Artificial intelligence is giving healthcare cybersecurity programs a boost
Artificial intelligence is being used in a variety of ways in the healthcare industry, and one area where it is proving to be an effective asset is cybersecurity. Healthcare CIOs and CISOs should recognize that AI has the ability to enhance technology’s ability to identify malicious activity and attackers and to protect systems and data, healthcare cybersecurity experts said.

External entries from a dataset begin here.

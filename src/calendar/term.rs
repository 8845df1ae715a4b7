//! Term and teaching-week arithmetic over a plan's term dates.

use chrono::{Days, NaiveDate};
use serde::{Deserialize, Serialize};

use crate::calendar::plan::{TermBlock, TermDates};

/// Teaching week that is set aside for independent reading.
const READING_WEEK: u8 = 6;

#[derive(Debug, Clone, Copy, PartialEq, Eq, Hash, Serialize, Deserialize)]
#[serde(rename_all = "lowercase")]
pub enum Term {
    Michaelmas,
    Epiphany,
    Easter,
}

impl Term {
    pub fn label(&self) -> &'static str {
        match self {
            Term::Michaelmas => "Michaelmas Term",
            Term::Epiphany => "Epiphany Term",
            Term::Easter => "Easter Term",
        }
    }

    /// Easter is revision and exams only.
    pub fn has_teaching(&self) -> bool {
        !matches!(self, Term::Easter)
    }
}

#[derive(Debug, Clone, PartialEq, Eq, Serialize)]
#[serde(rename_all = "camelCase")]
pub struct TermPosition {
    pub term: Term,
    pub week: u8,
    pub week_start: NaiveDate,
    pub is_reading_week: bool,
    pub is_exam_period: bool,
}

#[derive(Debug, Clone, PartialEq, Eq, Serialize)]
#[serde(rename_all = "camelCase")]
pub struct TermProgress {
    pub term: Term,
    pub current_week: u8,
    pub total_weeks: u8,
    pub percentage: u8,
}

#[derive(Debug, Clone, Copy, PartialEq, Eq, Serialize)]
#[serde(rename_all = "snake_case")]
pub enum MilestoneKind {
    TermStart,
    TermEnd,
    ExamPeriod,
}

#[derive(Debug, Clone, PartialEq, Eq, Serialize)]
pub struct Milestone {
    pub date: NaiveDate,
    pub title: String,
    pub kind: MilestoneKind,
}

pub struct AcademicCalendar<'a> {
    dates: &'a TermDates,
}

impl<'a> AcademicCalendar<'a> {
    pub fn new(dates: &'a TermDates) -> Self {
        Self { dates }
    }

    fn terms(&self) -> [(Term, &'a TermBlock); 3] {
        [
            (Term::Michaelmas, &self.dates.michaelmas),
            (Term::Epiphany, &self.dates.epiphany),
            (Term::Easter, &self.dates.easter),
        ]
    }

    pub fn block(&self, term: Term) -> &'a TermBlock {
        match term {
            Term::Michaelmas => &self.dates.michaelmas,
            Term::Epiphany => &self.dates.epiphany,
            Term::Easter => &self.dates.easter,
        }
    }

    /// Term whose start..=end window contains `day`.
    pub fn term_of(&self, day: NaiveDate) -> Option<Term> {
        self.terms()
            .into_iter()
            .find(|(_, block)| day >= block.start && day <= block.end)
            .map(|(term, _)| term)
    }

    /// Term and 1-based week number, counted from the plan's week Mondays.
    pub fn position(&self, day: NaiveDate) -> Option<TermPosition> {
        for (term, block) in self.terms() {
            for (idx, monday) in block.weeks.iter().enumerate() {
                if day >= *monday && day < *monday + Days::new(7) {
                    let week = u8::try_from(idx + 1).unwrap_or(u8::MAX);
                    return Some(TermPosition {
                        term,
                        week,
                        week_start: *monday,
                        is_reading_week: term.has_teaching() && week == READING_WEEK,
                        is_exam_period: self.is_exam_period(day),
                    });
                }
            }
        }
        None
    }

    pub fn is_exam_period(&self, day: NaiveDate) -> bool {
        day >= self.dates.exams.start && day <= self.dates.exams.end
    }

    pub fn progress(&self, day: NaiveDate) -> Option<TermProgress> {
        let term = self.term_of(day)?;
        let block = self.block(term);

        let total_days = (block.end - block.start).num_days().max(1) as f64;
        let elapsed = (day - block.start).num_days() as f64;
        let percentage = (elapsed / total_days * 100.0).clamp(0.0, 100.0).round() as u8;

        let current_week = self
            .position(day)
            .filter(|p| p.term == term)
            .map(|p| p.week)
            .unwrap_or(0);

        Some(TermProgress {
            term,
            current_week,
            total_weeks: u8::try_from(block.weeks.len()).unwrap_or(u8::MAX),
            percentage,
        })
    }

    /// Up to three upcoming term boundaries and the exam period start.
    pub fn milestones(&self, day: NaiveDate) -> Vec<Milestone> {
        let mut out = Vec::new();

        if let Some(term) = self.term_of(day) {
            let block = self.block(term);
            if day < block.end {
                out.push(Milestone {
                    date: block.end,
                    title: format!("{} ends", term.label()),
                    kind: MilestoneKind::TermEnd,
                });
            }
        }

        if day < self.dates.exams.start {
            out.push(Milestone {
                date: self.dates.exams.start,
                title: "Exam period begins".to_string(),
                kind: MilestoneKind::ExamPeriod,
            });
        }

        if let Some((term, block)) = self.terms().into_iter().find(|(_, block)| block.start > day) {
            out.push(Milestone {
                date: block.start,
                title: format!("{} begins", term.label()),
                kind: MilestoneKind::TermStart,
            });
        }

        out.sort_by_key(|m| m.date);
        out.truncate(3);
        out
    }
}

#[cfg(test)]
mod tests {
    use super::*;
    use crate::calendar::plan::tests::sample_catalog;
    use crate::calendar::plan::YearKey;

    fn d(y: i32, m: u32, day: u32) -> NaiveDate {
        NaiveDate::from_ymd_opt(y, m, day).unwrap()
    }

    #[test]
    fn week_numbers_follow_plan_mondays() {
        let catalog = sample_catalog();
        let plan = catalog.get(YearKey::Year1).unwrap();
        let cal = AcademicCalendar::new(&plan.term_dates);

        let first = cal.position(d(2025, 10, 6)).unwrap();
        assert_eq!(first.term, Term::Michaelmas);
        assert_eq!(first.week, 1);

        let sunday = cal.position(d(2025, 10, 12)).unwrap();
        assert_eq!(sunday.week, 1);

        let reading = cal.position(d(2025, 11, 12)).unwrap();
        assert_eq!(reading.week, 6);
        assert!(reading.is_reading_week);

        let epiphany = cal.position(d(2026, 1, 20)).unwrap();
        assert_eq!(epiphany.term, Term::Epiphany);
        assert_eq!(epiphany.week, 2);

        assert!(cal.position(d(2025, 12, 25)).is_none());
    }

    #[test]
    fn exam_period_and_progress() {
        let catalog = sample_catalog();
        let plan = catalog.get(YearKey::Year1).unwrap();
        let cal = AcademicCalendar::new(&plan.term_dates);

        assert!(cal.is_exam_period(d(2026, 5, 12)));
        assert!(!cal.is_exam_period(d(2026, 3, 1)));

        let start = cal.progress(d(2025, 10, 6)).unwrap();
        assert_eq!(start.percentage, 0);
        assert_eq!(start.current_week, 1);
        assert_eq!(start.total_weeks, 10);

        let end = cal.progress(d(2025, 12, 12)).unwrap();
        assert_eq!(end.percentage, 100);

        assert!(cal.progress(d(2025, 12, 25)).is_none());
    }

    #[test]
    fn milestones_are_sorted_and_capped() {
        let catalog = sample_catalog();
        let plan = catalog.get(YearKey::Year1).unwrap();
        let cal = AcademicCalendar::new(&plan.term_dates);

        let upcoming = cal.milestones(d(2025, 11, 1));
        assert_eq!(upcoming.len(), 3);
        assert_eq!(upcoming[0].kind, MilestoneKind::TermEnd);
        assert_eq!(upcoming[0].date, d(2025, 12, 12));
        assert_eq!(upcoming[1].title, "Epiphany Term begins");
        assert_eq!(upcoming[2].kind, MilestoneKind::ExamPeriod);
        assert!(upcoming.windows(2).all(|w| w[0].date <= w[1].date));
    }
}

And AI does so in different ways.
“Machine learning and artificial intelligence can be used to augment and/or replace traditional signature-based protections,” said Robert LaMagna-Reiter, senior director of information security at First National Technology Solutions, a managed IT services company that, among other things, advises on cybersecurity issues. “One area is security information and event management alerting, or anti-virus solutions.”
With the immense amount of data, security personnel cannot efficiently sift through every event or alert, whether legitimate or a false-positive – machine learning and AI solve this problem by looking at behavior versus signatures, as well as taking into account multiple data points from a network, LaMagna-Reiter explained.
“By acting on behavior and expected actions versus outdated or unknown signatures, the systems can take immediate actions on threats instead of alerting after the fact,” he added.
Artificial intelligence also can assist with “self-healing” or “self-correcting” actions, LaMagna-Reiter said.
“For example, if an antivirus or next-generation firewall system incorporates AI or behavioral monitoring information, assets with abnormal behavior – signs of infection, abnormal traffic, anomalies – can automatically be placed in a quarantined group, removed from network access,” he said. “Additionally, AI can be used to take vulnerability scan results and exploit information to move assets to a safe-zone to prevent infection, or apply different security policies in an attempt to virtually patch devices before an official patch is released.”
Further, if abnormal activity is observed, prior to any execution AI can wipe the activity and all preceding actions from a machine, LaMagna-Reiter explained. “Essentially, every action is recorded and monitored for playback, if necessary,” he said.
Cybersecurity is one of the most prominent use-cases for machine learning and artificial intelligence, said Viktor Kovrizhkin, a security expert at DataArt, which builds custom software for businesses.
“The main niche for applying machine learning and complex AI systems in healthcare cybersecurity is reactive analysis and notification or escalation of potential problems,” Kovrizhkin said. “In combination with other infrastructure components, a machine learning-based approach may respond with actions to anticipate potential data leaks.”
Making use of artificial intelligence is a progressive action, where a system constantly trains and identifies patterns of behavior and can discriminate between those considered normal and those that require attention or action, said Rafael Zubairov, a security expert at DataArt.
“For this, the machine can use a variety of available data sources, such as network activity, errors or denial of access to data, log files, and many more,” Zubairov said. “Continuous interaction with a person and information gathering after deep analysis allow systems to self-improve and avoid future problems.”
But successful use of artificial intelligence in healthcare requires a top-down approach that includes an executive in the know, LaMagna-Reiter said.
“An organization must implement a defense-in-depth, multi-layer security program and have an executive-sponsored information security function in order to fully realize the benefits of implementing machine learning and AI,” LaMagna-Reiter explained. “Without those, machine learning and AI would be under-utilized tools that don’t have the opportunity to take the security program to the next step. Machine learning and AI are not a silver bullet, or even a one-size-fits-all solution.”